Problem details>
Each line of the records below that holds "exactly" should be copied out.

──────────────────────────────

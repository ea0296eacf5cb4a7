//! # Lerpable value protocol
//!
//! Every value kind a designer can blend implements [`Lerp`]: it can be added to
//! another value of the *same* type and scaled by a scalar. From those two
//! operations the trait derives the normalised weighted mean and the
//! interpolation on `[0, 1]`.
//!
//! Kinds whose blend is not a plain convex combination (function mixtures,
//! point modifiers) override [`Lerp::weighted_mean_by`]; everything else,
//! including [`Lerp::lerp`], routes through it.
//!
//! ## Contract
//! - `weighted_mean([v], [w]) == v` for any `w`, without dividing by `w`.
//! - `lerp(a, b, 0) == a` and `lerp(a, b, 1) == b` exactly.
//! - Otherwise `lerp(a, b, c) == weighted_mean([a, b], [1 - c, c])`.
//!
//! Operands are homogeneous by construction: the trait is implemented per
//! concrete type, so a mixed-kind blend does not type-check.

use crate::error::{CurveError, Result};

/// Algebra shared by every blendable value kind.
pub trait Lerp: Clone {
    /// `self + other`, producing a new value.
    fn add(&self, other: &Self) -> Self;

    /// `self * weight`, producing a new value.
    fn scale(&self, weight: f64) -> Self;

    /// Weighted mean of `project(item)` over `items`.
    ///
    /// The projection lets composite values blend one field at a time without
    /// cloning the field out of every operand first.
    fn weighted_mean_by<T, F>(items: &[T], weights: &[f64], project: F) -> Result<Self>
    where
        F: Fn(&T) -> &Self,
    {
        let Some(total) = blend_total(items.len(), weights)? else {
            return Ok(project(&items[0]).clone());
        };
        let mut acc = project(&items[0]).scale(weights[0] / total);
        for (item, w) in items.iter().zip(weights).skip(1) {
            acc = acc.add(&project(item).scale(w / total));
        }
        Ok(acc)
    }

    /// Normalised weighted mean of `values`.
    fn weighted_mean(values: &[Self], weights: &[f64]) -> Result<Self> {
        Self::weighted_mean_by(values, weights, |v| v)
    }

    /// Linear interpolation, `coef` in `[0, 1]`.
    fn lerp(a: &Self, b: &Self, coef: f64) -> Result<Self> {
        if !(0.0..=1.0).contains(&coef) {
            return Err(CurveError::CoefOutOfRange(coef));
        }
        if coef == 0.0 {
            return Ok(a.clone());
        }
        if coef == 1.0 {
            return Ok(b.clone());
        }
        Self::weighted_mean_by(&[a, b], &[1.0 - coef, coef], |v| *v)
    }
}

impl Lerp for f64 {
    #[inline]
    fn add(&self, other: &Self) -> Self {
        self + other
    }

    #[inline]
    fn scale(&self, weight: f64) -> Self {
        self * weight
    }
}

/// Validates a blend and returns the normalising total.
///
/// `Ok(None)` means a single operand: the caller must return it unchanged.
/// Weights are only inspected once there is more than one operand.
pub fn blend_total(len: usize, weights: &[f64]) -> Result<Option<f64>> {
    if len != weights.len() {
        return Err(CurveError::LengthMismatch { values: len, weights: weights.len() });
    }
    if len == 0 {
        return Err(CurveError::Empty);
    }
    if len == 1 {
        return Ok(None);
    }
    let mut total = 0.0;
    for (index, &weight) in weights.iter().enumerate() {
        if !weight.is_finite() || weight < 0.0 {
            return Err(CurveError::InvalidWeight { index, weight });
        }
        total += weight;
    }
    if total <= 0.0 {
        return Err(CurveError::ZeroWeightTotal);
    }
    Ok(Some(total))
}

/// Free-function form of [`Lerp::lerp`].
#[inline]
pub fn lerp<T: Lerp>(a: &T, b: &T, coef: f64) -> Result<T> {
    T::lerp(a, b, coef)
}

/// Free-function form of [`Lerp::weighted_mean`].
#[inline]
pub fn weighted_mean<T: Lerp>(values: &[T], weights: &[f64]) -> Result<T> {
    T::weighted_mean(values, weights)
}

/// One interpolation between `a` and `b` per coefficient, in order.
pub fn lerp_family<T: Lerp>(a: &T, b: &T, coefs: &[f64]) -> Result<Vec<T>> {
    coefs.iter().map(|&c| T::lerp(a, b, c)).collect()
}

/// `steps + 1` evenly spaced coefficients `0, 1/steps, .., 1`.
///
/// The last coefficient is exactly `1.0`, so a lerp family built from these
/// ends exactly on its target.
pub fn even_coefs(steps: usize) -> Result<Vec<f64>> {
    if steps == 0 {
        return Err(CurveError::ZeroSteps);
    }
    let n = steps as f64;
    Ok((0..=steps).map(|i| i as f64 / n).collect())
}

──────────────────────────────

Your response>
//! - `lerp(a, b, 0) == a` and `lerp(a, b, 1) == b` exactly.
/// The last coefficient is exactly `1.0`, so a lerp family built from these
/// ends exactly on its target.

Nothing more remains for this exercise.